━━ Raw data
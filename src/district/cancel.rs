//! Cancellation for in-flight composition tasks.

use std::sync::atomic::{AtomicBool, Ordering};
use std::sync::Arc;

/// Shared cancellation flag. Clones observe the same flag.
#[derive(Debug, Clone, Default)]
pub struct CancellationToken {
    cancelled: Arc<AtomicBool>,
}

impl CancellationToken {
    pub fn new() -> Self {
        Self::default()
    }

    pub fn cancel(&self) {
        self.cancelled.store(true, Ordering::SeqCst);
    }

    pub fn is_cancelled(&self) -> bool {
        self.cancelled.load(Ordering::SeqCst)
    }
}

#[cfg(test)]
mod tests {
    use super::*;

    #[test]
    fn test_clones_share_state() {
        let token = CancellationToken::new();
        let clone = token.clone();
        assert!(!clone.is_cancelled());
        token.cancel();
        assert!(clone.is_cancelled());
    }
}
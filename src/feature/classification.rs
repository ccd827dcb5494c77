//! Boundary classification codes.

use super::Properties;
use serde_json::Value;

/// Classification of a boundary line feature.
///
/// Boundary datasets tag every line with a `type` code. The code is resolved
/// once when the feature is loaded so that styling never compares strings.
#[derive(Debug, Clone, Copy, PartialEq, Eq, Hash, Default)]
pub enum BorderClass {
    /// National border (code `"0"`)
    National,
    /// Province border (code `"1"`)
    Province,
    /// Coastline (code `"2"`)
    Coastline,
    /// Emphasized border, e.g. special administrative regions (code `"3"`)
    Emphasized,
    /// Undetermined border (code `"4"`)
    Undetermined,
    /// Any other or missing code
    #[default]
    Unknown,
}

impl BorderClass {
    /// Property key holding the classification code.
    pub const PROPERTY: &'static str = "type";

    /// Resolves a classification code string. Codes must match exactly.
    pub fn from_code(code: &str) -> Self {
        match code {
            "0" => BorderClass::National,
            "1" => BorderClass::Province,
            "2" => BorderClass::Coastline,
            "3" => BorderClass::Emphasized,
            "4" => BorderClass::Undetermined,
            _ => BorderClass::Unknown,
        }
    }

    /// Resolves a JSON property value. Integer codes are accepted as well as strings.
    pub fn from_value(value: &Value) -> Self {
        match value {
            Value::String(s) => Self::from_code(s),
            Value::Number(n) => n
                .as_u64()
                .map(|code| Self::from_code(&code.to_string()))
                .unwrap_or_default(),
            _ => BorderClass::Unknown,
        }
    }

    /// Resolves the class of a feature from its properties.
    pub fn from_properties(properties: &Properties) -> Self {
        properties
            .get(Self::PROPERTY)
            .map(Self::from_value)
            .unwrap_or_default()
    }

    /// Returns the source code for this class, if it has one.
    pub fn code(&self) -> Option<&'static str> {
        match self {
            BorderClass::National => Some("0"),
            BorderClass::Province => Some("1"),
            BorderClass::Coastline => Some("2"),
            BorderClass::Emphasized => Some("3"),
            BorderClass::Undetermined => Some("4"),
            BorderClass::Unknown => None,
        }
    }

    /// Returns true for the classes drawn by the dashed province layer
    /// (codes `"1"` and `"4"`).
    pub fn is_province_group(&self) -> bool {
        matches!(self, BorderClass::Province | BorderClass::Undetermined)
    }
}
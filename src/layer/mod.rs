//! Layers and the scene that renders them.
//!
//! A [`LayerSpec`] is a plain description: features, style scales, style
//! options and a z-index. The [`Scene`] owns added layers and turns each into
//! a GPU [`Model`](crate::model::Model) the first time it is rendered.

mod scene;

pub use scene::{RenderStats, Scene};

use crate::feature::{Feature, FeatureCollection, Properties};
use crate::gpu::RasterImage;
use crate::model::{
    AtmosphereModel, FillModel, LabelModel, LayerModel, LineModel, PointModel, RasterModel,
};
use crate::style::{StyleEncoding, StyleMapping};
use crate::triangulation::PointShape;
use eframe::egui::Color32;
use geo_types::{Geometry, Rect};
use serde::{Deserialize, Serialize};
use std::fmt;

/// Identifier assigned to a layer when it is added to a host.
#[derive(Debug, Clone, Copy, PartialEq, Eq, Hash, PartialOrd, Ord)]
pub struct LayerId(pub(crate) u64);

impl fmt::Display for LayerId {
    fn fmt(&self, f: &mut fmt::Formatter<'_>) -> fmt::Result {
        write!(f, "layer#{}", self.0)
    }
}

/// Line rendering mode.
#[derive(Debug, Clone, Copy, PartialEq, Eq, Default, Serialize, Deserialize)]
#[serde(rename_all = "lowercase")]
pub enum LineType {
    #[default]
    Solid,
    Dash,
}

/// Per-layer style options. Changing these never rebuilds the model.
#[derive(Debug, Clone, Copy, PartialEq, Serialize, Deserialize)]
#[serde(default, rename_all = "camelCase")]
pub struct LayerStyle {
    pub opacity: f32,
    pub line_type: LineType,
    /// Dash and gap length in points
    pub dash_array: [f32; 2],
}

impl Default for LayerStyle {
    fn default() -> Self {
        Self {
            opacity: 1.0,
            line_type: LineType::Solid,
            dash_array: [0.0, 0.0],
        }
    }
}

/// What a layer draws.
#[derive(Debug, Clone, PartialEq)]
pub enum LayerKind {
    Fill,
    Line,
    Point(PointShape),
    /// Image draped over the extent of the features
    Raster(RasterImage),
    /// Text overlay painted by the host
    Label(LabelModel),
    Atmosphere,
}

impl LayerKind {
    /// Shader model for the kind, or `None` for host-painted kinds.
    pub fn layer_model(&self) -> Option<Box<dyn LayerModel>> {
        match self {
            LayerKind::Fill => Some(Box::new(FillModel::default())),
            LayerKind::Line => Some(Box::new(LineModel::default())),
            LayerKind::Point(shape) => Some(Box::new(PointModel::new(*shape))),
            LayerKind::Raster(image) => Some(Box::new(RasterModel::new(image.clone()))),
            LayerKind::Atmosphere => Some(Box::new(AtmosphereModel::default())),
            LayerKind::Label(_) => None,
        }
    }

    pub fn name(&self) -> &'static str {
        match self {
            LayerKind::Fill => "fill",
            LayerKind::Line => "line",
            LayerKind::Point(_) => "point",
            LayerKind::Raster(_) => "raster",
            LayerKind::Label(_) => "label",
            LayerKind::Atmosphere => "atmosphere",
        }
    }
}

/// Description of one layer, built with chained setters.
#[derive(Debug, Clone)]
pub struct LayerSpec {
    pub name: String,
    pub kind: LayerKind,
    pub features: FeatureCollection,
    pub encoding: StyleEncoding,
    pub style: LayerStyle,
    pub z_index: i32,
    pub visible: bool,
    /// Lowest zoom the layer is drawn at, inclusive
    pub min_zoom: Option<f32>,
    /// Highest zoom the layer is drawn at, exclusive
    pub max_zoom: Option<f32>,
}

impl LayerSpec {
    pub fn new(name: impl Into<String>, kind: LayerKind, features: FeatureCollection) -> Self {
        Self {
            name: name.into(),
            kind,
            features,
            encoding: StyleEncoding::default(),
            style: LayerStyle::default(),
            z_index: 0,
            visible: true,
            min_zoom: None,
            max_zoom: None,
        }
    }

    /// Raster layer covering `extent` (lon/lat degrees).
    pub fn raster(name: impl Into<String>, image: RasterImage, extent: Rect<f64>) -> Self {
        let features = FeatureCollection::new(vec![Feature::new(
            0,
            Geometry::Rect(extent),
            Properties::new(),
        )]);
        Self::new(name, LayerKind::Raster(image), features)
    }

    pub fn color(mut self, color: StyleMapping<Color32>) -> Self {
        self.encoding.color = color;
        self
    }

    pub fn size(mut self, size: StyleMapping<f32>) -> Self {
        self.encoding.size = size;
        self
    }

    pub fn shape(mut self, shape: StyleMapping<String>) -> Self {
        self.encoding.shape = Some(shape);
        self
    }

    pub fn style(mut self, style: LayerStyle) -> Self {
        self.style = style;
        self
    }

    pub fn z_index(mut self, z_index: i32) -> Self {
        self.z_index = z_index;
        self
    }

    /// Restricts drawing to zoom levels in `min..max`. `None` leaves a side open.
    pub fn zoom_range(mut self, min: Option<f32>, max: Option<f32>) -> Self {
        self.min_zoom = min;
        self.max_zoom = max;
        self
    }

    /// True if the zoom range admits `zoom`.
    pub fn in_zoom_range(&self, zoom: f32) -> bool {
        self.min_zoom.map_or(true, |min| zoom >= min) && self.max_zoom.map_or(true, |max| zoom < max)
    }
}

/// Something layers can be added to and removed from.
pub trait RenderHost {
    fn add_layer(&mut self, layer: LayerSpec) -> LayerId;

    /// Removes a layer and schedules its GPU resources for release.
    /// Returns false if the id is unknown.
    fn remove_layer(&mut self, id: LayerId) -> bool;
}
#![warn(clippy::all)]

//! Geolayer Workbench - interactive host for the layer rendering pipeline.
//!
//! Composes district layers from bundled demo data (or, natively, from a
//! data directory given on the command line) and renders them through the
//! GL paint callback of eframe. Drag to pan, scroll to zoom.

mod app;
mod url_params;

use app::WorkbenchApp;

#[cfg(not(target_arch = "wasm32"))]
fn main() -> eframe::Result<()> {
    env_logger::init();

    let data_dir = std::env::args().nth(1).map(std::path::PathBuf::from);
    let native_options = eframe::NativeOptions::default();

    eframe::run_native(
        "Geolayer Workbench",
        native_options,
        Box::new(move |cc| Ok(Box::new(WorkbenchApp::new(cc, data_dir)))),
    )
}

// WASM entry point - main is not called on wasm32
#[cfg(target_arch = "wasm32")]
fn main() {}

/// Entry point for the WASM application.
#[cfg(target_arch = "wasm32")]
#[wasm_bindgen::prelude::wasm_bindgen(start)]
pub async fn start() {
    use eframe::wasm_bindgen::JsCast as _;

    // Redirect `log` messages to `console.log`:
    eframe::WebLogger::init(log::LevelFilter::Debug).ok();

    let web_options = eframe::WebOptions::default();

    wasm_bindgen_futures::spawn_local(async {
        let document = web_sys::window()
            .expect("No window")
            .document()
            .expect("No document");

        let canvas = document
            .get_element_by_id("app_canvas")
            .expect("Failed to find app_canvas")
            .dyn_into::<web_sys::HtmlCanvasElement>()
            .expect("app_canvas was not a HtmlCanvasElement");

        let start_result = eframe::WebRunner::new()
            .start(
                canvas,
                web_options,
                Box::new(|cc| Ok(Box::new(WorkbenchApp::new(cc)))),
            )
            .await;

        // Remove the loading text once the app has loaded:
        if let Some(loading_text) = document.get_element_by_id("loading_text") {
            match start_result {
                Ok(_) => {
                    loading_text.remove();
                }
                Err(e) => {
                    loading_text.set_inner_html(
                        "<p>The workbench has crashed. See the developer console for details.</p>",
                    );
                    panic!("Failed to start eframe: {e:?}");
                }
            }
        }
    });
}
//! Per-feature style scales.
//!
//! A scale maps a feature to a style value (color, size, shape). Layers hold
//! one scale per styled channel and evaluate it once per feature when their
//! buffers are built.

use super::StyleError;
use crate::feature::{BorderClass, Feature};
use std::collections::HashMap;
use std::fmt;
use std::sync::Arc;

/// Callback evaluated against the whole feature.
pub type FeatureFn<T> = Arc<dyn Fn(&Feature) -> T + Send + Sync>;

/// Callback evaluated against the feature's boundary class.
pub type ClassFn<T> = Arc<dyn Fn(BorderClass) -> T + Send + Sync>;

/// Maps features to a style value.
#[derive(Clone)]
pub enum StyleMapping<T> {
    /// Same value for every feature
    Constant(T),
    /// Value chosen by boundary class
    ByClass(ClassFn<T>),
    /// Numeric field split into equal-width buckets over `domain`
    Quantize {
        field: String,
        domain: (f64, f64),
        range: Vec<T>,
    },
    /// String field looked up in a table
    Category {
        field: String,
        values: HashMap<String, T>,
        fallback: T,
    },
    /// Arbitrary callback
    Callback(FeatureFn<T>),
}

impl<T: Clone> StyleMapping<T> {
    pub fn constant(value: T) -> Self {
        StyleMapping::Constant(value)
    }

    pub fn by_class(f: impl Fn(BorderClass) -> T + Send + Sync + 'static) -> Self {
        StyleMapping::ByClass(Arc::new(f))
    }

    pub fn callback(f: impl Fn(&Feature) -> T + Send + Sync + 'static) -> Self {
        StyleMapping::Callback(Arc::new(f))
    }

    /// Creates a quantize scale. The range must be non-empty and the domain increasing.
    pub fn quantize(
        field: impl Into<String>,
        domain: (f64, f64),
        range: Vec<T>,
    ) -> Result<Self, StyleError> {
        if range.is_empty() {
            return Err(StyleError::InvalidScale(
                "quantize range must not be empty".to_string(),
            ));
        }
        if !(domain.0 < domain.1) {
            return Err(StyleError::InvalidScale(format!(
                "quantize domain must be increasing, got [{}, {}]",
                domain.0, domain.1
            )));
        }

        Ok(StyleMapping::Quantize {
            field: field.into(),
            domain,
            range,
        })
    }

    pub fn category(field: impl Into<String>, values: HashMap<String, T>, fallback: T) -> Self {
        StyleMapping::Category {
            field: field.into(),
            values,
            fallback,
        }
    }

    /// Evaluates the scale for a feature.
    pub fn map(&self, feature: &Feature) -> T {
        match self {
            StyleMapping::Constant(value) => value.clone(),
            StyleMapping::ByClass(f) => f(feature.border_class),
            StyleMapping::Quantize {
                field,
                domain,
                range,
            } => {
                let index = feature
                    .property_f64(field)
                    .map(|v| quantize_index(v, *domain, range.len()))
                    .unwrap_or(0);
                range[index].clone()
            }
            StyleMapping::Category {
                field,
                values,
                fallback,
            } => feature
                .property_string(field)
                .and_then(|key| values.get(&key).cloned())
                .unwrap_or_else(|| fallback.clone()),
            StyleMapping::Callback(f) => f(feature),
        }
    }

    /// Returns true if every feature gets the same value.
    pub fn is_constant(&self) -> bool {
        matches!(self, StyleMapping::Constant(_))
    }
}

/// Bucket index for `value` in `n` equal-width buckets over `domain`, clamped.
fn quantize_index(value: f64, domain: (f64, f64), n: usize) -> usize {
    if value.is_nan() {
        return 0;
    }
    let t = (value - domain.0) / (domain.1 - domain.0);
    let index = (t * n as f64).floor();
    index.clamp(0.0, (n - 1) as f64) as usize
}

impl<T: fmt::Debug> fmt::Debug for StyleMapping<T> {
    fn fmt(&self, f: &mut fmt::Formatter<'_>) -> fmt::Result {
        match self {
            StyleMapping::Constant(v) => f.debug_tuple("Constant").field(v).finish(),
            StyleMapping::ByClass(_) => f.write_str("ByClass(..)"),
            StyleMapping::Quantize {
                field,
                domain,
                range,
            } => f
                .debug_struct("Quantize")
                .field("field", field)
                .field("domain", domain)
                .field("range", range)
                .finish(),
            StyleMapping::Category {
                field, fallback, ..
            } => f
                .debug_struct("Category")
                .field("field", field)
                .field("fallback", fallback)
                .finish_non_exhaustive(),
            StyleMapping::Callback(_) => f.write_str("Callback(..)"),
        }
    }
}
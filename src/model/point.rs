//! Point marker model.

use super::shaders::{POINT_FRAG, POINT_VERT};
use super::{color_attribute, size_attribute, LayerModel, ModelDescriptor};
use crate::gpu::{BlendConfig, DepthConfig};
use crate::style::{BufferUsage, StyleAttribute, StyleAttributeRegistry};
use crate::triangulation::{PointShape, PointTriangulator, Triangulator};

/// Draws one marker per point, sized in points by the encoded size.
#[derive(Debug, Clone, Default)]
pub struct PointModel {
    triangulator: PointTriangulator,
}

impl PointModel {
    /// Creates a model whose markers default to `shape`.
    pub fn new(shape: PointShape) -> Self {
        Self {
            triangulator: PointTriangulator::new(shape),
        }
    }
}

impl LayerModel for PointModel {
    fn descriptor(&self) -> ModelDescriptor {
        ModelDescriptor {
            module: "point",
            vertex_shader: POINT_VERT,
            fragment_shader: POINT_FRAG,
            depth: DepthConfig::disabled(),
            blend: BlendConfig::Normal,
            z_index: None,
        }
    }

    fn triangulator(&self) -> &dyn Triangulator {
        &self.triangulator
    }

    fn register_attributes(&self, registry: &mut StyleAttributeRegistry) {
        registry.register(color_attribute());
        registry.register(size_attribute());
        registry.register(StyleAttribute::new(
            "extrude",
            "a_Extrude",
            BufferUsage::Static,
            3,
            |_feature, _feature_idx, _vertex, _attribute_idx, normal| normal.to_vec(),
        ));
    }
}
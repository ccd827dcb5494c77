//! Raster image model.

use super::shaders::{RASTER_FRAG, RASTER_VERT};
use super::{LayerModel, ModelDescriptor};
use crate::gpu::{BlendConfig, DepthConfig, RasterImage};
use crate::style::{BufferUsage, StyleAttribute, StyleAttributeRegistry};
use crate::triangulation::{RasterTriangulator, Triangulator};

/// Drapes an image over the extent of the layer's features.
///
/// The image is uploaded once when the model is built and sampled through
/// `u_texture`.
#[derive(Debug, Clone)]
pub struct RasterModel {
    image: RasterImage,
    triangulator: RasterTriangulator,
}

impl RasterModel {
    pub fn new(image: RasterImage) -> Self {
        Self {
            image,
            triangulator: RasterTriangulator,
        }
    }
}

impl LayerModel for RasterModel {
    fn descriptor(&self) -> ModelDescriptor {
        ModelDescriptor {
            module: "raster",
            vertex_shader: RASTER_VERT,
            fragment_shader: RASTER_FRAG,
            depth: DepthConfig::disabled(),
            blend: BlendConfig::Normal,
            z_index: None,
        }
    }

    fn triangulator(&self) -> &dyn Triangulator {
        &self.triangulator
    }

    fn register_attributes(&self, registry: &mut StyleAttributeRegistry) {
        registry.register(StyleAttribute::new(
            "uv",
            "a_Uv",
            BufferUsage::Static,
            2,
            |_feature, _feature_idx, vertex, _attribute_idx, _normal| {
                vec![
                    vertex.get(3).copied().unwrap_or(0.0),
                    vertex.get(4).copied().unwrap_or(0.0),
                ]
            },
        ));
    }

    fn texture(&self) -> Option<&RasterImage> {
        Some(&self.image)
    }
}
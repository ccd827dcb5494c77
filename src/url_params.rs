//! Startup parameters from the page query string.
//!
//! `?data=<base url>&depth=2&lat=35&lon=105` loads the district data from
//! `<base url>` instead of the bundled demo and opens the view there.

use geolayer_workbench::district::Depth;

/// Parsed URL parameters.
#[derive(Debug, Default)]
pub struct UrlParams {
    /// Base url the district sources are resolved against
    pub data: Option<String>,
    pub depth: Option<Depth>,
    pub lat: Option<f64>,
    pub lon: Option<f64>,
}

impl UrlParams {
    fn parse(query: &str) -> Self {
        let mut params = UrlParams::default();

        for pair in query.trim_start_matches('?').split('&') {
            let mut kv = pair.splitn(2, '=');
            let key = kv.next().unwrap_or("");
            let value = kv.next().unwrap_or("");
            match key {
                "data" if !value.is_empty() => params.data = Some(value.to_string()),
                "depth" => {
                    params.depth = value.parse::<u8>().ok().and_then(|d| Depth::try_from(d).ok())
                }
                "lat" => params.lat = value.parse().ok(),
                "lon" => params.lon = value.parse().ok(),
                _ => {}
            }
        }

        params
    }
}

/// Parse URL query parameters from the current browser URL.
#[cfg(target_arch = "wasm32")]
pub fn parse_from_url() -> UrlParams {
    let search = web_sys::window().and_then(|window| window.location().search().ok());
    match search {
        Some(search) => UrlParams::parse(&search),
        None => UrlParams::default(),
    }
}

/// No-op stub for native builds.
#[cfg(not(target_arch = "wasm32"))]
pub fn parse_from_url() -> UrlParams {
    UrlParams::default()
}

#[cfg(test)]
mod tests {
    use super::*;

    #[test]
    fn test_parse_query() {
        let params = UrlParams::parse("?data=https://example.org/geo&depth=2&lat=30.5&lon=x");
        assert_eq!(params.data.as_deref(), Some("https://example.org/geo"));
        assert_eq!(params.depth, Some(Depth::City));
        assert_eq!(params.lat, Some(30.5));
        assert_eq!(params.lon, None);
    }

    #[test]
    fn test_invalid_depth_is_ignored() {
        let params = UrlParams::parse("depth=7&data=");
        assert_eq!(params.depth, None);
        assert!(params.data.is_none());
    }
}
━━━━
__What to produce__: Count how many lines of the entries contain the word "LineType", and respond with that count only.

__Solution to the exercise__: 3